╔══
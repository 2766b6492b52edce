//! Map descriptors, landmarks, and the map registry.
//!
//! The registry is an ordinary value built by the caller and handed to
//! whoever needs map info; there is no process-wide map list.

use glam::Vec2;
use serde::{Deserialize, Serialize};
use trove_common::{MapId, RoundNumber};

use crate::error::{NavError, NavResult};
use crate::tilemap::TileMap;
use crate::walkable::MapGeometry;

/// A named, radius-bounded map location that hints can refer to.
#[derive(Debug, Clone, PartialEq, Serialize, Deserialize)]
pub struct Landmark {
    /// Display name, matched case-insensitively against hint text
    pub name: String,
    /// World position of the landmark center
    pub position: Vec2,
    /// Radius of the landmark area in pixels
    pub radius: f32,
}

impl Landmark {
    /// Creates a new landmark.
    #[must_use]
    pub fn new(name: impl Into<String>, position: Vec2, radius: f32) -> Self {
        Self {
            name: name.into(),
            position,
            radius,
        }
    }

    /// Checks whether a world position lies within the landmark radius.
    #[must_use]
    pub fn contains(&self, pos: Vec2) -> bool {
        self.position.distance(pos) <= self.radius
    }
}

/// Everything the AI core needs to know about one playable map.
#[derive(Debug, Clone)]
pub struct MapDescriptor {
    /// Stable identifier (persistence key for historical data)
    pub id: MapId,
    /// Human-readable name
    pub name: String,
    /// Tile layout
    pub tiles: TileMap,
    /// Landmarks used for hint resolution
    pub landmarks: Vec<Landmark>,
}

impl MapDescriptor {
    /// Creates a map descriptor without landmarks.
    #[must_use]
    pub fn new(id: MapId, name: impl Into<String>, tiles: TileMap) -> Self {
        Self {
            id,
            name: name.into(),
            tiles,
            landmarks: Vec::new(),
        }
    }

    /// Adds a landmark.
    #[must_use]
    pub fn with_landmark(mut self, landmark: Landmark) -> Self {
        self.landmarks.push(landmark);
        self
    }

    /// Returns the map geometry.
    #[must_use]
    pub const fn geometry(&self) -> MapGeometry {
        self.tiles.geometry()
    }

    /// Returns the landmark closest to a position.
    #[must_use]
    pub fn nearest_landmark(&self, pos: Vec2) -> Option<&Landmark> {
        self.landmarks.iter().min_by(|a, b| {
            a.position
                .distance_squared(pos)
                .total_cmp(&b.position.distance_squared(pos))
        })
    }
}

/// Ordered collection of playable maps.
#[derive(Debug, Clone, Default)]
pub struct MapRegistry {
    maps: Vec<MapDescriptor>,
}

impl MapRegistry {
    /// Creates an empty registry.
    #[must_use]
    pub fn new() -> Self {
        Self::default()
    }

    /// Registers a map. Map IDs must be unique.
    pub fn register(&mut self, map: MapDescriptor) -> NavResult<()> {
        if self.maps.iter().any(|m| m.id == map.id) {
            return Err(NavError::DuplicateMap(map.id));
        }
        self.maps.push(map);
        Ok(())
    }

    /// Looks up a map by ID.
    pub fn get(&self, id: &MapId) -> NavResult<&MapDescriptor> {
        self.maps
            .iter()
            .find(|m| &m.id == id)
            .ok_or_else(|| NavError::UnknownMap(id.clone()))
    }

    /// Picks the map for a round, cycling through maps in registration order.
    #[must_use]
    pub fn for_round(&self, round: RoundNumber) -> Option<&MapDescriptor> {
        if self.maps.is_empty() {
            return None;
        }
        let slot = (round.raw().saturating_sub(1) as usize) % self.maps.len();
        self.maps.get(slot)
    }

    /// Returns the number of registered maps.
    #[must_use]
    pub fn len(&self) -> usize {
        self.maps.len()
    }

    /// Returns whether no maps are registered.
    #[must_use]
    pub fn is_empty(&self) -> bool {
        self.maps.is_empty()
    }

    /// Iterates maps in registration order.
    pub fn iter(&self) -> impl Iterator<Item = &MapDescriptor> {
        self.maps.iter()
    }
}
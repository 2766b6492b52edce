//! Coordinate types for world (pixel) and grid (tile) positions.

use glam::Vec2;
use serde::{Deserialize, Serialize};

/// Size of a single map tile in pixels.
#[derive(Debug, Clone, Copy, PartialEq, Serialize, Deserialize)]
pub struct TileSize {
    /// Tile width in pixels
    pub width: f32,
    /// Tile height in pixels
    pub height: f32,
}

impl TileSize {
    /// Creates a new tile size.
    #[must_use]
    pub const fn new(width: f32, height: f32) -> Self {
        Self { width, height }
    }

    /// Creates a square tile size.
    #[must_use]
    pub const fn square(size: f32) -> Self {
        Self::new(size, size)
    }

    /// Returns the tile size as a vector.
    #[must_use]
    pub const fn as_vec2(self) -> Vec2 {
        Vec2::new(self.width, self.height)
    }
}

impl Default for TileSize {
    fn default() -> Self {
        Self::square(32.0)
    }
}

/// Grid coordinate (identifies a tile cell on the map).
#[derive(Debug, Clone, Copy, PartialEq, Eq, Hash, PartialOrd, Ord, Serialize, Deserialize)]
pub struct GridCoord {
    /// Column
    pub x: i32,
    /// Row
    pub y: i32,
}

impl GridCoord {
    /// Creates a new grid coordinate.
    #[must_use]
    pub const fn new(x: i32, y: i32) -> Self {
        Self { x, y }
    }

    /// Converts a world position to the cell containing it.
    ///
    /// Uses floored division, so positions left of or above the origin map
    /// to negative cells rather than folding onto cell zero.
    #[must_use]
    pub fn from_world(pos: Vec2, tile: TileSize) -> Self {
        Self {
            x: (pos.x / tile.width).floor() as i32,
            y: (pos.y / tile.height).floor() as i32,
        }
    }

    /// Returns the world-space center of this cell.
    #[must_use]
    pub fn center(self, tile: TileSize) -> Vec2 {
        Vec2::new(
            (self.x as f32 + 0.5) * tile.width,
            (self.y as f32 + 0.5) * tile.height,
        )
    }

    /// Manhattan distance to another cell.
    #[must_use]
    pub const fn manhattan(self, other: Self) -> u32 {
        self.x.abs_diff(other.x) + self.y.abs_diff(other.y)
    }

    /// Returns the four cardinal neighbors (up, down, left, right).
    #[must_use]
    pub const fn cardinal_neighbors(self) -> [Self; 4] {
        [
            Self::new(self.x, self.y - 1),
            Self::new(self.x, self.y + 1),
            Self::new(self.x - 1, self.y),
            Self::new(self.x + 1, self.y),
        ]
    }

    /// Checks whether this cell lies inside a grid of the given size.
    #[must_use]
    pub const fn in_bounds(self, width: u32, height: u32) -> bool {
        self.x >= 0 && self.y >= 0 && (self.x as u32) < width && (self.y as u32) < height
    }

    /// Checks whether this cell is on the outermost ring of the grid.
    #[must_use]
    pub const fn is_border(self, width: u32, height: u32) -> bool {
        self.x == 0
            || self.y == 0
            || self.x as u32 + 1 >= width
            || self.y as u32 + 1 >= height
    }

    /// Converts to a row-major linear index. The cell must be in bounds.
    #[must_use]
    pub const fn to_index(self, width: u32) -> usize {
        (self.y as usize) * (width as usize) + (self.x as usize)
    }

    /// Creates from a row-major linear index.
    #[must_use]
    pub const fn from_index(index: usize, width: u32) -> Self {
        let w = width as usize;
        Self {
            x: (index % w) as i32,
            y: (index / w) as i32,
        }
    }
}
╚══
When you reach the end of the data, retype all of it exactly.

[Answer for this exercise]
repository 2766b6492b52edce
//! Map descriptors, landmarks, and the map registry.
//!
//! The registry is an ordinary value built by the caller and handed to
//! whoever needs map info; there is no process-wide map list.

use glam::Vec2;
use serde::{Deserialize, Serialize};
use trove_common::{MapId, RoundNumber};

use crate::error::{NavError, NavResult};
use crate::tilemap::TileMap;
use crate::walkable::MapGeometry;

/// A named, radius-bounded map location that hints can refer to.
#[derive(Debug, Clone, PartialEq, Serialize, Deserialize)]
pub struct Landmark {
    /// Display name, matched case-insensitively against hint text
    pub name: String,
    /// World position of the landmark center
    pub position: Vec2,
    /// Radius of the landmark area in pixels
    pub radius: f32,
}

impl Landmark {
    /// Creates a new landmark.
    #[must_use]
    pub fn new(name: impl Into<String>, position: Vec2, radius: f32) -> Self {
        Self {
            name: name.into(),
            position,
            radius,
        }
    }

    /// Checks whether a world position lies within the landmark radius.
    #[must_use]
    pub fn contains(&self, pos: Vec2) -> bool {
        self.position.distance(pos) <= self.radius
    }
}

/// Everything the AI core needs to know about one playable map.
#[derive(Debug, Clone)]
pub struct MapDescriptor {
    /// Stable identifier (persistence key for historical data)
    pub id: MapId,
    /// Human-readable name
    pub name: String,
    /// Tile layout
    pub tiles: TileMap,
    /// Landmarks used for hint resolution
    pub landmarks: Vec<Landmark>,
}

impl MapDescriptor {
    /// Creates a map descriptor without landmarks.
    #[must_use]
    pub fn new(id: MapId, name: impl Into<String>, tiles: TileMap) -> Self {
        Self {
            id,
            name: name.into(),
            tiles,
            landmarks: Vec::new(),
        }
    }

    /// Adds a landmark.
    #[must_use]
    pub fn with_landmark(mut self, landmark: Landmark) -> Self {
        self.landmarks.push(landmark);
        self
    }

    /// Returns the map geometry.
    #[must_use]
    pub const fn geometry(&self) -> MapGeometry {
        self.tiles.geometry()
    }

    /// Returns the landmark closest to a position.
    #[must_use]
    pub fn nearest_landmark(&self, pos: Vec2) -> Option<&Landmark> {
        self.landmarks.iter().min_by(|a, b| {
            a.position
                .distance_squared(pos)
                .total_cmp(&b.position.distance_squared(pos))
        })
    }
}

/// Ordered collection of playable maps.
#[derive(Debug, Clone, Default)]
pub struct MapRegistry {
    maps: Vec<MapDescriptor>,
}

impl MapRegistry {
    /// Creates an empty registry.
    #[must_use]
    pub fn new() -> Self {
        Self::default()
    }

    /// Registers a map. Map IDs must be unique.
    pub fn register(&mut self, map: MapDescriptor) -> NavResult<()> {
        if self.maps.iter().any(|m| m.id == map.id) {
            return Err(NavError::DuplicateMap(map.id));
        }
        self.maps.push(map);
        Ok(())
    }

    /// Looks up a map by ID.
    pub fn get(&self, id: &MapId) -> NavResult<&MapDescriptor> {
        self.maps
            .iter()
            .find(|m| &m.id == id)
            .ok_or_else(|| NavError::UnknownMap(id.clone()))
    }

    /// Picks the map for a round, cycling through maps in registration order.
    #[must_use]
    pub fn for_round(&self, round: RoundNumber) -> Option<&MapDescriptor> {
        if self.maps.is_empty() {
            return None;
        }
        let slot = (round.raw().saturating_sub(1) as usize) % self.maps.len();
        self.maps.get(slot)
    }

    /// Returns the number of registered maps.
    #[must_use]
    pub fn len(&self) -> usize {
        self.maps.len()
    }

    /// Returns whether no maps are registered.
    #[must_use]
    pub fn is_empty(&self) -> bool {
        self.maps.is_empty()
    }

    /// Iterates maps in registration order.
    pub fn iter(&self) -> impl Iterator<Item = &MapDescriptor> {
        self.maps.iter()
    }
}
repository 2766b6492b52edce
//! Coordinate types for world (pixel) and grid (tile) positions.

use glam::Vec2;
use serde::{Deserialize, Serialize};

/// Size of a single map tile in pixels.
#[derive(Debug, Clone, Copy, PartialEq, Serialize, Deserialize)]
pub struct TileSize {
    /// Tile width in pixels
    pub width: f32,
    /// Tile height in pixels
    pub height: f32,
}

impl TileSize {
    /// Creates a new tile size.
    #[must_use]
    pub const fn new(width: f32, height: f32) -> Self {
        Self { width, height }
    }

    /// Creates a square tile size.
    #[must_use]
    pub const fn square(size: f32) -> Self {
        Self::new(size, size)
    }

    /// Returns the tile size as a vector.
    #[must_use]
    pub const fn as_vec2(self) -> Vec2 {
        Vec2::new(self.width, self.height)
    }
}

impl Default for TileSize {
    fn default() -> Self {
        Self::square(32.0)
    }
}

/// Grid coordinate (identifies a tile cell on the map).
#[derive(Debug, Clone, Copy, PartialEq, Eq, Hash, PartialOrd, Ord, Serialize, Deserialize)]
pub struct GridCoord {
    /// Column
    pub x: i32,
    /// Row
    pub y: i32,
}

impl GridCoord {
    /// Creates a new grid coordinate.
    #[must_use]
    pub const fn new(x: i32, y: i32) -> Self {
        Self { x, y }
    }

    /// Converts a world position to the cell containing it.
    ///
    /// Uses floored division, so positions left of or above the origin map
    /// to negative cells rather than folding onto cell zero.
    #[must_use]
    pub fn from_world(pos: Vec2, tile: TileSize) -> Self {
        Self {
            x: (pos.x / tile.width).floor() as i32,
            y: (pos.y / tile.height).floor() as i32,
        }
    }

    /// Returns the world-space center of this cell.
    #[must_use]
    pub fn center(self, tile: TileSize) -> Vec2 {
        Vec2::new(
            (self.x as f32 + 0.5) * tile.width,
            (self.y as f32 + 0.5) * tile.height,
        )
    }

    /// Manhattan distance to another cell.
    #[must_use]
    pub const fn manhattan(self, other: Self) -> u32 {
        self.x.abs_diff(other.x) + self.y.abs_diff(other.y)
    }

    /// Returns the four cardinal neighbors (up, down, left, right).
    #[must_use]
    pub const fn cardinal_neighbors(self) -> [Self; 4] {
        [
            Self::new(self.x, self.y - 1),
            Self::new(self.x, self.y + 1),
            Self::new(self.x - 1, self.y),
            Self::new(self.x + 1, self.y),
        ]
    }

    /// Checks whether this cell lies inside a grid of the given size.
    #[must_use]
    pub const fn in_bounds(self, width: u32, height: u32) -> bool {
        self.x >= 0 && self.y >= 0 && (self.x as u32) < width && (self.y as u32) < height
    }

    /// Checks whether this cell is on the outermost ring of the grid.
    #[must_use]
    pub const fn is_border(self, width: u32, height: u32) -> bool {
        self.x == 0
            || self.y == 0
            || self.x as u32 + 1 >= width
            || self.y as u32 + 1 >= height
    }

    /// Converts to a row-major linear index. The cell must be in bounds.
    #[must_use]
    pub const fn to_index(self, width: u32) -> usize {
        (self.y as usize) * (width as usize) + (self.x as usize)
    }

    /// Creates from a row-major linear index.
    #[must_use]
    pub const fn from_index(index: usize, width: u32) -> Self {
        let w = width as usize;
        Self {
            x: (index % w) as i32,
            y: (index / w) as i32,
        }
    }
}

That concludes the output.